Two yellow orbs appeared in the skull’s orbit. They shone ominously in the dark of the room like cursed lighthouses. She recognized them from his first frame, back in Harrak. The voice, too, was familiar. It had the usual intonations, but there was something sinister behind, a sort of organic snarl that even his metal frame had not possessed.
//HX-013 EXPERIMENTAL STRIKE GOLEM, DESIGNATION: SOLFIS, ACTIVATED.
//APPROVED FRAME DETECTED: DRAGON BONE MAGE-KILLER MARK 6.
//FRAME IS COMPATIBLE.
//APPROVED ENERGY CORE DETECTED.
//CORE RESERVES: 14%.
//CORE IS COMPATIBLE.
//START-UP SEQUENCE INITIATED.
The dense network of runes covering him glinted once, displaying an impossibly dense lattice of intertwined enchantments.
//ABSOLUTE OVERRIDE: IMPERIAL HEIR IN MORTAL DANGER.
//ALL LIMITERS REMOVED.
//EMPATHY MODULE: DEACTIVATED.
//DATA UPLINK: DEACTIVATED.
//DIAGNOSTICS IN PROGRESS.
Viv stepped back as Solfis’ legs and arms extended and the war golem stood.
It was horrifying.
The frame was gaunt and unnaturally thin, with long legs and arms of compacted bones.
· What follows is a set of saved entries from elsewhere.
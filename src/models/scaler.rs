//! Standardization transform

use ndarray::{Array1, Array2};
use serde::{Deserialize, Serialize};

use super::{ensure_finite, ensure_width, Transform};
use crate::error::ModelError;

const MODEL: &str = "scaler";

/// Persisted scaler parameters
#[derive(Debug, Clone, Serialize, Deserialize)]
pub struct StandardScalerParams {
    /// Per-feature mean
    pub mean: Vec<f64>,
    /// Per-feature standard deviation
    pub scale: Vec<f64>,
}

/// Fitted standardization `(x - mean) / scale`
#[derive(Debug, Clone, Serialize, Deserialize)]
#[serde(try_from = "StandardScalerParams", into = "StandardScalerParams")]
pub struct StandardScaler {
    mean: Array1<f64>,
    scale: Array1<f64>,
}

impl StandardScaler {
    pub fn new(mean: Vec<f64>, scale: Vec<f64>) -> Result<Self, ModelError> {
        Self::try_from(StandardScalerParams { mean, scale })
    }

    /// Scaler that leaves its input unchanged
    pub fn identity(n_features: usize) -> Self {
        Self {
            mean: Array1::zeros(n_features),
            scale: Array1::ones(n_features),
        }
    }
}

impl TryFrom<StandardScalerParams> for StandardScaler {
    type Error = ModelError;

    fn try_from(params: StandardScalerParams) -> Result<Self, Self::Error> {
        if params.mean.is_empty() {
            return Err(ModelError::invalid(MODEL, "mean is empty"));
        }
        if params.mean.len() != params.scale.len() {
            return Err(ModelError::invalid(
                MODEL,
                format!(
                    "mean has {} entries but scale has {}",
                    params.mean.len(),
                    params.scale.len()
                ),
            ));
        }
        ensure_finite(MODEL, &params.mean)?;
        if params.scale.iter().any(|s| !s.is_finite() || *s == 0.0) {
            return Err(ModelError::invalid(
                MODEL,
                "scale entries must be finite and non-zero",
            ));
        }

        Ok(Self {
            mean: Array1::from(params.mean),
            scale: Array1::from(params.scale),
        })
    }
}

impl From<StandardScaler> for StandardScalerParams {
    fn from(scaler: StandardScaler) -> Self {
        Self {
            mean: scaler.mean.to_vec(),
            scale: scaler.scale.to_vec(),
        }
    }
}

impl Transform for StandardScaler {
    fn n_features_in(&self) -> usize {
        self.mean.len()
    }

    fn transform(&self, x: &Array2<f64>) -> Result<Array2<f64>, ModelError> {
        ensure_width(MODEL, self.mean.len(), x)?;
        let scaled = (x - &self.mean) / &self.scale;
        ensure_finite(MODEL, &scaled)?;
        Ok(scaled)
    }
}
//! Local Outlier Factor (novelty mode)

use ndarray::{Array1, Array2, ArrayView1};
use serde::{Deserialize, Serialize};

use super::{
    ensure_finite, ensure_width, matrix_from_rows, matrix_to_rows, squared_distance,
    DecisionFunction,
};
use crate::error::ModelError;

const MODEL: &str = "lof";

/// Guards against division by zero for duplicated points
const DENSITY_EPSILON: f64 = 1e-10;

/// Persisted LOF parameters
#[derive(Debug, Clone, Serialize, Deserialize)]
pub struct LocalOutlierFactorParams {
    /// Neighbours considered per query
    pub n_neighbors: usize,
    /// Standardized training rows
    pub fit_data: Vec<Vec<f64>>,
    /// Distance from each training row to its k-th neighbour
    pub k_distances: Vec<f64>,
    /// Local reachability density of each training row
    pub lrd: Vec<f64>,
    /// Threshold subtracted from the raw score
    pub offset: f64,
}

/// Fitted Local Outlier Factor used for novelty detection
#[derive(Debug, Clone, Serialize, Deserialize)]
#[serde(try_from = "LocalOutlierFactorParams", into = "LocalOutlierFactorParams")]
pub struct LocalOutlierFactor {
    n_neighbors: usize,
    fit_data: Array2<f64>,
    k_distances: Array1<f64>,
    lrd: Array1<f64>,
    offset: f64,
}

impl LocalOutlierFactor {
    pub fn n_fit_samples(&self) -> usize {
        self.fit_data.nrows()
    }

    /// Indices and distances of the `n_neighbors` closest training rows
    fn neighbors(&self, row: ArrayView1<'_, f64>) -> Vec<(usize, f64)> {
        let mut distances: Vec<(usize, f64)> = self
            .fit_data
            .outer_iter()
            .enumerate()
            .map(|(i, fit_row)| (i, squared_distance(row, fit_row).sqrt()))
            .collect();
        distances.sort_by(|a, b| a.1.total_cmp(&b.1).then(a.0.cmp(&b.0)));
        distances.truncate(self.n_neighbors);
        distances
    }

    /// Negated local outlier factor; around -1 for inliers
    pub fn score_samples(&self, x: &Array2<f64>) -> Result<Array1<f64>, ModelError> {
        ensure_width(MODEL, self.fit_data.ncols(), x)?;
        let k = self.n_neighbors as f64;
        let scores = x.outer_iter().map(|row| {
            let neighbors = self.neighbors(row);
            let reach_sum: f64 = neighbors
                .iter()
                .map(|&(i, dist)| dist.max(self.k_distances[i]))
                .sum();
            let lrd = 1.0 / (reach_sum / k + DENSITY_EPSILON);
            let ratio_sum: f64 = neighbors.iter().map(|&(i, _)| self.lrd[i] / lrd).sum();
            -(ratio_sum / k)
        });
        Ok(Array1::from_iter(scores))
    }
}

impl TryFrom<LocalOutlierFactorParams> for LocalOutlierFactor {
    type Error = ModelError;

    fn try_from(params: LocalOutlierFactorParams) -> Result<Self, Self::Error> {
        let fit_data = matrix_from_rows(MODEL, "fit_data", &params.fit_data)?;
        let n = fit_data.nrows();
        if n == 0 || fit_data.ncols() == 0 {
            return Err(ModelError::invalid(MODEL, "fit_data is empty"));
        }
        if params.n_neighbors == 0 || params.n_neighbors > n {
            return Err(ModelError::invalid(
                MODEL,
                format!(
                    "n_neighbors must be in 1..={}, got {}",
                    n, params.n_neighbors
                ),
            ));
        }
        if params.k_distances.len() != n || params.lrd.len() != n {
            return Err(ModelError::invalid(
                MODEL,
                "k_distances and lrd must have one entry per fit row",
            ));
        }
        if params.k_distances.iter().any(|d| !d.is_finite() || *d < 0.0) {
            return Err(ModelError::invalid(MODEL, "k_distances must be non-negative"));
        }
        if params.lrd.iter().any(|d| !d.is_finite() || *d <= 0.0) {
            return Err(ModelError::invalid(MODEL, "lrd entries must be positive"));
        }
        if !params.offset.is_finite() {
            return Err(ModelError::invalid(MODEL, "offset must be finite"));
        }

        Ok(Self {
            n_neighbors: params.n_neighbors,
            fit_data,
            k_distances: Array1::from(params.k_distances),
            lrd: Array1::from(params.lrd),
            offset: params.offset,
        })
    }
}

impl From<LocalOutlierFactor> for LocalOutlierFactorParams {
    fn from(lof: LocalOutlierFactor) -> Self {
        Self {
            n_neighbors: lof.n_neighbors,
            fit_data: matrix_to_rows(&lof.fit_data),
            k_distances: lof.k_distances.to_vec(),
            lrd: lof.lrd.to_vec(),
            offset: lof.offset,
        }
    }
}

impl DecisionFunction for LocalOutlierFactor {
    fn n_features_in(&self) -> usize {
        self.fit_data.ncols()
    }

    fn decision_function(&self, x: &Array2<f64>) -> Result<Array1<f64>, ModelError> {
        let decision = self.score_samples(x)? - self.offset;
        ensure_finite(MODEL, &decision)?;
        Ok(decision)
    }
}

#[cfg(test)]
mod tests {
    use super::*;
    use ndarray::array;

    /// Four points on the unit square, k = 2
    fn unit_square() -> LocalOutlierFactor {
        LocalOutlierFactor::try_from(LocalOutlierFactorParams {
            n_neighbors: 2,
            fit_data: vec![
                vec![0.0, 0.0],
                vec![1.0, 0.0],
                vec![0.0, 1.0],
                vec![1.0, 1.0],
            ],
            k_distances: vec![1.0; 4],
            lrd: vec![1.0; 4],
            offset: -1.5,
        })
        .unwrap()
    }

    #[test]
    fn test_inlier_scores_near_minus_one() {
        let lof = unit_square();
        // nearest two points are both at distance 1, equal to their k-distance
        let scores = lof.score_samples(&array![[0.0, 0.0]]).unwrap();
        assert!((scores[0] + 1.0).abs() < 1e-9);
    }

    #[test]
    fn test_far_point_has_lower_decision() {
        let lof = unit_square();
        let decision = lof
            .decision_function(&array![[0.5, 0.5], [10.0, 10.0]])
            .unwrap();
        assert!(decision[1] < decision[0]);
        assert!(decision[0] > 0.0);
        assert!(decision[1] < 0.0);
    }

    #[test]
    fn test_reachability_uses_k_distance_floor() {
        let lof = unit_square();
        // centre point sits closer than k-distance to every neighbour
        let scores = lof.score_samples(&array![[0.5, 0.5]]).unwrap();
        let lrd = 1.0 / (1.0 + DENSITY_EPSILON);
        assert!((scores[0] + 1.0 / lrd).abs() < 1e-12);
    }

    #[test]
    fn test_rejects_too_many_neighbors() {
        let result = LocalOutlierFactor::try_from(LocalOutlierFactorParams {
            n_neighbors: 3,
            fit_data: vec![vec![0.0], vec![1.0]],
            k_distances: vec![1.0, 1.0],
            lrd: vec![1.0, 1.0],
            offset: -1.5,
        });
        assert!(result.is_err());
    }

    #[test]
    fn test_width_checked() {
        let lof = unit_square();
        assert!(lof.decision_function(&Array2::zeros((1, 3))).is_err());
    }
}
It was also incredibly tall. Easily twice her size. The arms themselves reached down to its knees, ending in vicious, sharpened claws. Even the densest of village idiots would know with one look that this construct was designed for carnage.
//LOCOMOTION ONLINE.
//SENSOR SUITE ONLINE.
//WEAPON SYSTEMS ONLINE.
//MODULAR ARMOR SYSTEMS ONLINE.
//COMBAT INTELLIGENCE ONLINE.
//ALL SYSTEMS NOMINAL.
//COMMENCING COMBAT OPERATIONS.
Viv turned to the soldiers.
“Open it! Open the damn door.”
Solfis took one lazy step forward, which carried him from the table to the exit. Cernit screamed an order and the way was cleared.
A gut spiller stood on the other side. It punched towards Solfis. Viv slowed time.
Even with her perception enhanced, she could barely follow what happened next. Solfis sort of dropped down and around the blow, then sprung forth faster than she could see in a sinuous motion that propelled him through the ground floor of the uncanny valley like an upside-down rocket, to emerge into the freakish cave of ultimate fuckery below. The gut spiller fell backward with its chest completely gouged out.
Solfis was the apocalypse slinky.
The war golem kicked the carcass away with a three-pronged foot. The mangled remains flew through the air and smashed into something out of sight.
//THREAT ASSESSMENT COMPLETE.
//THREAT LEVEL: PATHETIC.
That was definitely still Solfis. Viv watched the Old Empire’s last defender step outside. The battle ended, and the slaughter began.